По верхушкам сосен лешим прошелестел малый ветер.
– Идемте, господа, – скомандовал Муратов.
Сквозь знакомую брешь в ограде они выбрались на тропинку. Голове полегчало, утренний лес просветлил. Муратов приободрился, зашагал быстрее. Тихий омут, а там и Маклок. Он вспомнил, как все началось, как впервые он расстегнул застежки старой книги, тусклые, оловянные, – и ничегошеньки не предчувствовал, совершенно ничего.
Практиканты подошли к Маклоку – Муратов, Патура и Мишка Седов.
Деревня стояла потерянной, пустой. Неправленые избы клонились в разные стороны, почерневшие, обветшавшие, с худыми крышами, окна заколочены; щелястые полурассыпанные сараи. И бурьян, бурьян – злой, многолетний.

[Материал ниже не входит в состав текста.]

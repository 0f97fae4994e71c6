//! Conversation controller for one chat widget session.
//!
//! DESIGN
//! ======
//! A `Conversation` owns the transcript and the widget flags. The transcript
//! is append-only. A turn pushes the user message, then the bot reply, so
//! insertion order is display order. Between the two the turn is pending:
//! `awaiting_reply` reads true and a second turn is refused, which keeps
//! every reply directly after its question. Nothing ever removes or edits a
//! message; the whole conversation is dropped when the session ends, and a
//! transcript stops accepting turns at `MAX_TRANSCRIPT_MESSAGES`.

use std::time::{Duration, Instant};

use serde::{Deserialize, Serialize};
use time::OffsetDateTime;
use uuid::Uuid;

use crate::responder::{self, Action};
use crate::speech::{InputSource, Narrator, SpeechCapabilities, Utterance};

/// Longest message accepted from the widget, in characters.
pub const MAX_INPUT_CHARS: usize = 2000;

/// Most messages one transcript may hold: the greeting plus 100 turns.
pub const MAX_TRANSCRIPT_MESSAGES: usize = 201;

#[derive(Debug, thiserror::Error, PartialEq, Eq)]
pub enum ConversationError {
    #[error("message is empty")]
    EmptyInput,
    #[error("message exceeds {max} characters")]
    InputTooLong { max: usize },
    #[error("conversation is full ({max} messages); start a new chat")]
    TranscriptFull { max: usize },
    #[error("still answering the previous message")]
    ReplyPending,
}

/// Reject blank or oversized chat input.
///
/// # Errors
///
/// `EmptyInput` for whitespace-only text, `InputTooLong` past
/// [`MAX_INPUT_CHARS`].
pub fn check_input(input: &str) -> Result<(), ConversationError> {
    if input.trim().is_empty() {
        return Err(ConversationError::EmptyInput);
    }
    if input.chars().count() > MAX_INPUT_CHARS {
        return Err(ConversationError::InputTooLong { max: MAX_INPUT_CHARS });
    }
    Ok(())
}

// =============================================================================
// MESSAGES
// =============================================================================

#[derive(Debug, Clone, Copy, PartialEq, Eq, Serialize, Deserialize)]
#[serde(rename_all = "lowercase")]
pub enum Sender {
    User,
    Bot,
}

/// One transcript entry. Never modified after it is appended.
#[derive(Debug, Clone, PartialEq, Serialize, Deserialize)]
pub struct ChatMessage {
    pub id: Uuid,
    pub text: String,
    pub sender: Sender,
    /// Set on user messages only.
    #[serde(default, skip_serializing_if = "Option::is_none")]
    pub source: Option<InputSource>,
    #[serde(with = "time::serde::rfc3339")]
    pub sent_at: OffsetDateTime,
}

impl ChatMessage {
    fn bot(text: impl Into<String>, sent_at: OffsetDateTime) -> Self {
        Self { id: Uuid::new_v4(), text: text.into(), sender: Sender::Bot, source: None, sent_at }
    }

    fn user(text: impl Into<String>, source: InputSource, sent_at: OffsetDateTime) -> Self {
        Self { id: Uuid::new_v4(), text: text.into(), sender: Sender::User, source: Some(source), sent_at }
    }
}

/// Result of one user submission.
#[derive(Debug, Clone, Serialize)]
pub struct Turn {
    pub user: ChatMessage,
    pub reply: ChatMessage,
    #[serde(skip_serializing_if = "Option::is_none")]
    pub action: Option<Action>,
    #[serde(skip_serializing_if = "Option::is_none")]
    pub utterance: Option<Utterance>,
}

// =============================================================================
// CONVERSATION
// =============================================================================

#[derive(Debug)]
pub struct Conversation {
    messages: Vec<ChatMessage>,
    open: bool,
    /// The user message whose reply has not been appended yet.
    pending: Option<ChatMessage>,
    capabilities: SpeechCapabilities,
    narrator: Option<Narrator>,
    last_active: Instant,
}

impl Conversation {
    /// Start a session with the seeded greeting.
    #[must_use]
    pub fn new(capabilities: SpeechCapabilities) -> Self {
        Self::new_at(capabilities, Instant::now())
    }

    pub(crate) fn new_at(capabilities: SpeechCapabilities, now: Instant) -> Self {
        Self {
            messages: vec![ChatMessage::bot(responder::GREETING, OffsetDateTime::now_utc())],
            open: false,
            pending: None,
            capabilities,
            narrator: capabilities.narrator(),
            last_active: now,
        }
    }

    /// Append the user's message and the bot's reply.
    ///
    /// # Errors
    ///
    /// Rejects blank or oversized input, a full transcript, or a turn started
    /// while another is pending, all without touching the transcript.
    pub fn submit(&mut self, input: &str, source: InputSource) -> Result<Turn, ConversationError> {
        self.submit_at(input, source, Instant::now())
    }

    pub(crate) fn submit_at(
        &mut self,
        input: &str,
        source: InputSource,
        now: Instant,
    ) -> Result<Turn, ConversationError> {
        let user = self.begin_turn_at(input, source, now)?;
        self.pending = None;
        Ok(self.reply_to(user))
    }

    /// Append the user's message and mark the reply as pending. The reply
    /// lands on [`Conversation::complete_turn`].
    ///
    /// # Errors
    ///
    /// Same as [`Conversation::submit`].
    pub fn begin_turn(&mut self, input: &str, source: InputSource) -> Result<ChatMessage, ConversationError> {
        self.begin_turn_at(input, source, Instant::now())
    }

    pub(crate) fn begin_turn_at(
        &mut self,
        input: &str,
        source: InputSource,
        now: Instant,
    ) -> Result<ChatMessage, ConversationError> {
        check_input(input)?;
        if self.pending.is_some() {
            return Err(ConversationError::ReplyPending);
        }
        if self.messages.len() + 2 > MAX_TRANSCRIPT_MESSAGES {
            return Err(ConversationError::TranscriptFull { max: MAX_TRANSCRIPT_MESSAGES });
        }

        let source = if source == InputSource::Voice && !self.capabilities.recognition {
            tracing::debug!("voice input without recognition capability; recording as text");
            InputSource::Text
        } else {
            source
        };

        self.last_active = now;
        let user = ChatMessage::user(input, source, OffsetDateTime::now_utc());
        self.messages.push(user.clone());
        self.pending = Some(user.clone());
        Ok(user)
    }

    /// Append the reply to the pending user message. `None` if no turn is pending.
    pub fn complete_turn(&mut self) -> Option<Turn> {
        let user = self.pending.take()?;
        Some(self.reply_to(user))
    }

    fn reply_to(&mut self, user: ChatMessage) -> Turn {
        let answer = responder::respond(&user.text);
        // Wall clocks can step backwards; keep transcript timestamps monotone.
        let sent_at = OffsetDateTime::now_utc().max(user.sent_at);
        let reply = ChatMessage::bot(answer.text, sent_at);
        self.messages.push(reply.clone());

        let utterance = self.narrator.as_mut().map(|n| n.speak(answer.text));
        Turn { user, reply, action: answer.action, utterance }
    }

    /// Flip the widget open/closed and return the new state.
    ///
    /// Closing the widget silences any narration in flight.
    pub fn toggle(&mut self) -> bool {
        self.open = !self.open;
        if !self.open {
            self.stop_speech();
        }
        self.open
    }

    /// Cancel narration, returning the cancelled utterance id.
    pub fn stop_speech(&mut self) -> Option<Uuid> {
        self.narrator.as_mut().and_then(Narrator::stop)
    }

    /// The utterance the client should currently be speaking, if any.
    #[must_use]
    pub fn speaking(&self) -> Option<Uuid> {
        self.narrator.as_ref().and_then(Narrator::current)
    }

    #[must_use]
    pub fn messages(&self) -> &[ChatMessage] {
        &self.messages
    }

    #[must_use]
    pub fn is_open(&self) -> bool {
        self.open
    }

    /// True between `begin_turn` and `complete_turn`.
    #[must_use]
    pub fn awaiting_reply(&self) -> bool {
        self.pending.is_some()
    }

    #[must_use]
    pub fn capabilities(&self) -> SpeechCapabilities {
        self.capabilities
    }

    pub(crate) fn touch(&mut self, now: Instant) {
        self.last_active = now;
    }

    #[must_use]
    pub fn idle_for(&self, now: Instant) -> Duration {
        now.saturating_duration_since(self.last_active)
    }
}

impl Default for Conversation {
    fn default() -> Self {
        Self::new(SpeechCapabilities::default())
    }
}

#[cfg(test)]
#[path = "conversation_test.rs"]
mod tests;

– Наша хата, конечно, с краю, – завернул во двор Патура.
Они подошли к знакомому до бревнышка «дому Ситника» – с него начинали поиски.
– Сегодня обследуем «Голую избу», – сверился с блокнотом Муратов. – Если время останется, перейдем к квадрату Гэ-два.
Михаил вышел из сеней, неся в охапке оставленные на ночь инструменты:
– Разбирайте, да пошли.
Избушка оправдывала имя – крохотные, без наличников, окна, расконопаченные стены.
Не провалиться бы – пол, хоть и настланный, а лучше бы земляной, не угодит нога в ловушку половиц.
В избе – ничего. Совсем ничего. Совершенно.
– Чудесно! – Михаил шаркнул ногой. – На статью тянет, «Причины отсутствия брошенного имущества в крестьянской избе первой половины двадцатого века». Погоди-ка… – Он наклонился и ковырнул вросшее в половицу кольцо. – Подпол. Нужно глянуть. Капитальное убежище четвертого класса.
Поднатужился и с трудом откинул крышку люка.
– Подпольщики искру раздувают. Ау, свои! – заглянул в черный квадрат Патура. – Ни зги.
Муратов протянул фонарь. Голова кружится до блевоты, а – терпи. К обеду полегчает, а вечером опять на мухоморовку потянет. Кончать нужно, завязывать. Вон Патуре – хоть бы хны, живчику. Алла на базе осталась, отлеживается, благо старшой, Володька Рогов в город укатил.
– Лестница выдержит? – засомневался Михаил.
– Проверим практикой. – Патура осторожно поставил ногу.
– Лопату возьми. – Муратов едва шевелил языком. – Начни с правого дальнего угла, авось чего и сыщем.
– Как в прошлый раз – чугунок с остмарками? Заставь друга Коля обменять на новенькие… – Михаил спустился вслед за Патурой.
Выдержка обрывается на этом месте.